American Sniper, In Denial

     Clint Eastwood’s American Sniper is the perfect American film for 2015.  It’s good vs. evil, a man on a mission, a film about family values, God, patriotism, loyalty, and sacrifice.  And it’s all a sham.

     It starts with a false premise - that all of humankind can be broken down into sheep (who presumably can’t defend themselves, and maybe even are clueless about their situation), wolves (who prey on the sheep), and sheepdogs, who take it upon themselves to protect the sheep from the wolves.  Chris Kyle, a young cowboy turned Navy SEAL when America first faces terrorism in the years before 9/11, fancies himself a sheepdog, and the first scenario in which we see him at work is in Iraq.  He sees a young Iraqi boy about to blow himself up as American soldiers approach.

     So here’s my question.  Is the boy a sheep, a wolf, or a sheepdog?  He’s a victim, really, of the people who put him up to the crime.  The boy is actually a sheep.  But Kyle feels he must kill the boy to protect American soldiers, who certainly aren’t sheep in his scenario.   Or is Kyle killing the boy to protect American sheep at home?  Do you begin to see why this is a bullshit analogy?  Kyle feels regret for the killing, and later, when faced with a similar situation, seems relieved when he doesn't have to kill an even younger boy.  He knows that the boys are also victims.  But still, are the boys wolves that need killing or sheep that need protecting? 

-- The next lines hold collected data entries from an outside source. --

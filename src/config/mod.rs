//! Command-line and environment configuration.

mod validation;

use crate::murmur::{SessionSettings, DEFAULT_ICE_PORT};
use clap::Parser;
use std::fmt;
use std::path::PathBuf;
use std::time::Duration;

pub const DEFAULT_HOST: &str = "mumble";
pub const DEFAULT_SERVER_ID: i32 = 1;
pub const DEFAULT_SLICE_MODULE: &str = "Murmur";
pub const DEFAULT_CONNECT_TIMEOUT_MS: u64 = 10_000;
pub const MIN_CONNECT_TIMEOUT_MS: u64 = 100;
pub const MAX_CONNECT_TIMEOUT_MS: u64 = 120_000;

/// Options for the Murmur ICE bridge. Everything is normally supplied through
/// the environment inherited from the parent process.
#[derive(Parser, Clone)]
#[command(
    name = "murmur-ice",
    about = "Murmur ICE admin bridge speaking JSON lines on stdin/stdout",
    author,
    version
)]
pub struct BridgeConfig {
    /// Murmur host (service name or IP)
    #[arg(long, env = "MUMBLE_HOST", default_value = DEFAULT_HOST)]
    pub host: String,

    /// Murmur ICE admin port
    #[arg(long = "ice-port", env = "MUMBLE_ICE_PORT", default_value_t = DEFAULT_ICE_PORT)]
    pub port: u16,

    /// ICE write secret (icesecretwrite); empty sends no secret
    #[arg(
        long = "ice-secret",
        env = "MUMBLE_ICE_SECRET",
        default_value = "",
        hide_env_values = true,
        hide_default_value = true
    )]
    pub secret: String,

    /// Virtual server to administer
    #[arg(long = "server-id", env = "MUMBLE_SERVER_ID", default_value_t = DEFAULT_SERVER_ID)]
    pub server_id: i32,

    /// Slice module the admin interfaces live in (MumbleServer on 1.5+)
    #[arg(
        long = "slice-module",
        env = "MUMBLE_ICE_MODULE",
        default_value = DEFAULT_SLICE_MODULE
    )]
    pub slice_module: String,

    /// Timeout for opening the ICE connection (milliseconds)
    #[arg(
        long = "connect-timeout-ms",
        env = "MUMBLE_ICE_CONNECT_TIMEOUT_MS",
        default_value_t = DEFAULT_CONNECT_TIMEOUT_MS
    )]
    pub connect_timeout_ms: u64,

    /// Enable diagnostic logging (stderr unless --trace-log is set)
    #[arg(long = "logs", env = "MURMUR_ICE_LOGS", default_value_t = false)]
    pub logs: bool,

    /// Disable all logging (overrides --logs)
    #[arg(long = "no-logs", env = "MURMUR_ICE_NO_LOGS", default_value_t = false)]
    pub no_logs: bool,

    /// Allow logging request parameters (passwords stay redacted)
    #[arg(
        long = "log-content",
        env = "MURMUR_ICE_LOG_CONTENT",
        default_value_t = false
    )]
    pub log_content: bool,

    /// Emit log records as JSON
    #[arg(long = "log-json", default_value_t = false)]
    pub log_json: bool,

    /// Write log records to this file instead of stderr
    #[arg(long = "trace-log", env = "MURMUR_ICE_TRACE_LOG")]
    pub trace_log: Option<PathBuf>,
}

impl BridgeConfig {
    pub fn logging_enabled(&self) -> bool {
        self.logs && !self.no_logs
    }

    pub fn connect_timeout(&self) -> Duration {
        Duration::from_millis(self.connect_timeout_ms)
    }

    pub fn session_settings(&self) -> SessionSettings {
        SessionSettings {
            host: self.host.clone(),
            port: self.port,
            secret: self.secret.clone(),
            server_id: self.server_id,
            module: self.slice_module.clone(),
            connect_timeout: Some(self.connect_timeout()),
        }
    }
}

impl fmt::Debug for BridgeConfig {
    fn fmt(&self, f: &mut fmt::Formatter<'_>) -> fmt::Result {
        f.debug_struct("BridgeConfig")
            .field("host", &self.host)
            .field("port", &self.port)
            .field("secret_set", &!self.secret.is_empty())
            .field("server_id", &self.server_id)
            .field("slice_module", &self.slice_module)
            .field("connect_timeout_ms", &self.connect_timeout_ms)
            .field("logs", &self.logs)
            .field("no_logs", &self.no_logs)
            .field("log_content", &self.log_content)
            .field("log_json", &self.log_json)
            .field("trace_log", &self.trace_log)
            .finish()
    }
}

     So let’s skip the sheepdog stuff.  Kyle’s a sniper, and so good at his job he earns the nickname Legend.  Other soldiers feel safe around him.  They appreciate that he’s up there, on tops of buildings, killing the enemy before they can kill Americans.  And considering our soldiers were in harm’s way, that’s all well and good.  If we had to have soldiers in Iraq, we needed guys like Kyle protecting them.  There’s no doubt he saved American soldiers’ lives, and for that he deserves our respect.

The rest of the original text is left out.